You mean putting another HDD at the very top of the 'yellow line' will make everything a 'solid' square shape again, I guess?

Well, I'll try without first. I got plenty of time.... my card won't be arriving before end January


----------



## pantherx12 (Jan 12, 2010)

No no, just using it as normal.

As in placing the HDD in its regular spot will make the shape solid again.

As in, just do it and you'll be fine, it requires nothing extra special lol


----------



## Black Panther (Jan 12, 2010)

Well, I just want to be a little reassured that if I cut off above the yellow line and re-attach only the very bottom part I won't be left with HDD and ODD vibrating, dancing and banging around the case lol... That they'd stay put.

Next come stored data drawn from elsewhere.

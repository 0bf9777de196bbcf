use std::ops::Deref;

use serde::Deserialize;

/// Human readable duration such as `"8s"`, `"250ms"` or `"1m 30s"`.
#[derive(Debug, Clone, Copy, PartialEq, Eq)]
pub struct Duration(pub std::time::Duration);

impl From<Duration> for std::time::Duration {
    fn from(value: Duration) -> Self {
        value.0
    }
}

impl Deref for Duration {
    type Target = std::time::Duration;

    fn deref(&self) -> &Self::Target {
        &self.0
    }
}

impl<'de> Deserialize<'de> for Duration {
    fn deserialize<D>(deserializer: D) -> Result<Self, D::Error>
    where
        D: serde::Deserializer<'de>,
    {
        let s = String::deserialize(deserializer)?;
        if s.trim().is_empty() {
            return Err(serde::de::Error::custom("Duration must not be empty"));
        }
        s.split_whitespace()
            .try_fold(std::time::Duration::ZERO, |total, part| {
                parse_part(part).map(|d| total + d)
            })
            .map(Self)
            .ok_or_else(|| serde::de::Error::custom(format!("Invalid duration: {s:?}")))
    }
}

fn parse_part(part: &str) -> Option<std::time::Duration> {
    let split = part.find(|c: char| !c.is_ascii_digit())?;
    let (value, unit) = part.split_at(split);
    let value = value.parse::<u64>().ok()?;

    let millis = match unit {
        "ms" => 1,
        "s" => 1000,
        "m" => 60 * 1000,
        "h" => 60 * 60 * 1000,
        "d" => 24 * 60 * 60 * 1000,
        _ => return None,
    };

    value
        .checked_mul(millis)
        .map(std::time::Duration::from_millis)
}

#[cfg(test)]
mod tests {
    use super::*;

    #[test]
    fn parse_duration() {
        for (input, expected) in [
            ("8s", Some(8_000)),
            ("250ms", Some(250)),
            ("2m", Some(2 * 60_000)),
            ("1h", Some(3_600_000)),
            ("1d", Some(86_400_000)),
            ("1m 30s", Some(90_000)),
            ("", None),
            ("   ", None),
            ("s", None),
            ("8", None),
            ("8sec", None),
            ("-1s", None),
        ] {
            let input = serde_json::Value::String(input.into());
            let output = serde_json::from_value::<Duration>(input.clone())
                .ok()
                .map(|x| x.as_millis() as u64);
            assert_eq!(output, expected, "{input}");
        }
    }
}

As a matter of fact, I'm more afraid of this happening to the ODD cage than the HDD cage - it's larger and longer.


----------



## pantherx12 (Jan 12, 2010)

Yes.

That's what I've been saying 


I've done the same thing on a few cases.

I don't even have a HDD cage in my sunbeam and my ODD area does not vibrate at all.


----------



## Black Panther (Jan 12, 2010)

pantherx12 said:


> Yes.
> 
> I don't even have a HDD cage in my sunbeam and my ODD area does not vibrate at all.



Photo or it's a lie 

Omg I've got a feeling this thread will be over 20 pages by the time I get my card... 

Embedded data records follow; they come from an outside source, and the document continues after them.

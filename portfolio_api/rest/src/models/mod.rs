use serde::Serialize;

pub mod contact;

#[derive(Serialize)]
pub struct ApiError<D> {
    pub detail: D,
}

Krikey Cryski I must've installed this gfx at least 4 times at night in my case, while dreaming... 
And I'm also worrying about getting to know and get the hang of modular psu's, I never installed a mod psu before


----------



## pantherx12 (Jan 12, 2010)

You just get to choose the cables that are plugged in, other then that its the same as a normal PSU.

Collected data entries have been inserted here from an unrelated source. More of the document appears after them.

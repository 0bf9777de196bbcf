//! Stand-in for the contact relay.
//!
//! Every request is recorded. Destinations starting with `fail` are answered
//! with `500 Internal Server Error`, destinations starting with `slow` are
//! answered only after [`SLOW_RESPONSE_DELAY`]. Everything else succeeds.

use std::{net::IpAddr, sync::Arc, time::Duration};

use anyhow::Context;
use axum::{
    extract::{Path, State},
    http::StatusCode,
    response::{IntoResponse, Response},
    routing, Form, Json, Router,
};
use serde::{Deserialize, Serialize};
use tokio::{net::TcpListener, sync::Mutex};
use tracing::info;
use url::Url;

const FORWARD_ROUTE: &str = "/ajax/:destination";

pub const SLOW_RESPONSE_DELAY: Duration = Duration::from_secs(10);

#[derive(Debug, Clone, PartialEq, Eq, Deserialize)]
pub struct RelayedMessage {
    pub destination: String,
    pub name: String,
    pub email: String,
    pub message: String,
}

/// Requests received by the fake relay, in arrival order.
#[derive(Debug, Clone, Default)]
pub struct Inbox(Arc<Mutex<Vec<RelayedMessage>>>);

impl Inbox {
    pub async fn messages(&self) -> Vec<RelayedMessage> {
        self.0.lock().await.clone()
    }
}

pub async fn start_server(host: IpAddr, port: u16) -> anyhow::Result<()> {
    info!("Starting relay testing server on {host}:{port}");
    info!("Relay endpoint: http://{host}:{port}/ajax");
    info!(
        "Destinations starting with \"fail\" are rejected, destinations starting with \"slow\" \
         are answered after {SLOW_RESPONSE_DELAY:?}"
    );

    let listener = TcpListener::bind((host, port))
        .await
        .with_context(|| format!("Failed to bind to {host}:{port}"))?;
    axum::serve(listener, router(Inbox::default()))
        .await
        .context("Failed to start HTTP server")
}

/// Starts the server on an ephemeral local port in the background and returns
/// the relay endpoint together with the inbox.
pub async fn spawn_server() -> anyhow::Result<(Url, Inbox)> {
    let inbox = Inbox::default();
    let listener = TcpListener::bind(("127.0.0.1", 0))
        .await
        .context("Failed to bind to an ephemeral port")?;
    let addr = listener.local_addr()?;

    let app = router(inbox.clone());
    tokio::spawn(async move { axum::serve(listener, app).await });

    let endpoint: Url = format!("http://{addr}/ajax").parse()?;
    Ok((endpoint, inbox))
}

fn router(inbox: Inbox) -> Router<()> {
    Router::new()
        .route(FORWARD_ROUTE, routing::post(forward))
        .with_state(inbox)
}

#[derive(Deserialize)]
struct ForwardRequest {
    name: String,
    email: String,
    message: String,
}

#[derive(Serialize)]
struct ForwardResponse {
    success: &'static str,
    message: &'static str,
}

async fn forward(
    State(inbox): State<Inbox>,
    Path(destination): Path<String>,
    Form(ForwardRequest {
        name,
        email,
        message,
    }): Form<ForwardRequest>,
) -> Response {
    inbox.0.lock().await.push(RelayedMessage {
        destination: destination.clone(),
        name,
        email,
        message,
    });

    if destination.starts_with("fail") {
        let response = ForwardResponse {
            success: "false",
            message: "Relay rejected the submission.",
        };
        return (StatusCode::INTERNAL_SERVER_ERROR, Json(response)).into_response();
    }

    if destination.starts_with("slow") {
        tokio::time::sleep(SLOW_RESPONSE_DELAY).await;
    }

    Json(ForwardResponse {
        success: "true",
        message: "The form was submitted successfully.",
    })
    .into_response()
}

Pic of my HDD cage less rig.







I took out the HDD cage to put that 22cm fan there instead lol


----------



## Black Panther (Jan 12, 2010)

Wow your case looks neat!

Proportionately it's built like mine vis a vis ODD & HDD cages.

What you got there is like as if I completely removed the HDD cage.

To what did you fix the HDD? Or am I seeing correctly it's just resting at the bottom of the cage without being screwed onto anywhere?

Edit: After all this eye-candy I'm more intrigued to take out everything from my case and spray the inside a matt-black. It does look good...


----------



## pantherx12 (Jan 12, 2010)

Black Panther said:


> Wow your case looks neat!
> 
> Proportionately it's built like mine vis a vis ODD & HDD cages.
> 
> ...




Aye I sprayed mine, easy job and looks great!

Most of the case I modded in some way or other to improve it : ]

Do it 

Also I put my HDD in my ODD area, I have a lianli HDD cage that takes up 3 slots.

Hey if you have a spare ODD slot I actually have a single HDD holder that fits there, you can have it should you like.

That way you only have to unscrew the HDD cage and not loose it for ever : ]


----------



## Black Panther (Jan 19, 2010)

I'm bumping this up because my order is still "in the warehouse queue".

Basically, well they told me that 'normally customers don't wait more than 15 days'. 

I placed my order on the 9th January evening, so they were closed and couldn't process the order before Monday 11th Jan. So effectively only 8 days have passed since I placed my order (I'm surprised I hung on without spamming this thread further )

Thing is, I created a thread on OcUK forums for people who are awaiting their orders and I got feedback from guys saying they got their card after a month or 6 weeks... I don't think I'm able to bear till the end of February if that be the case...

I'm still in time to cancel my order since it's not been shipped and the money has not been taken out of my bank yet.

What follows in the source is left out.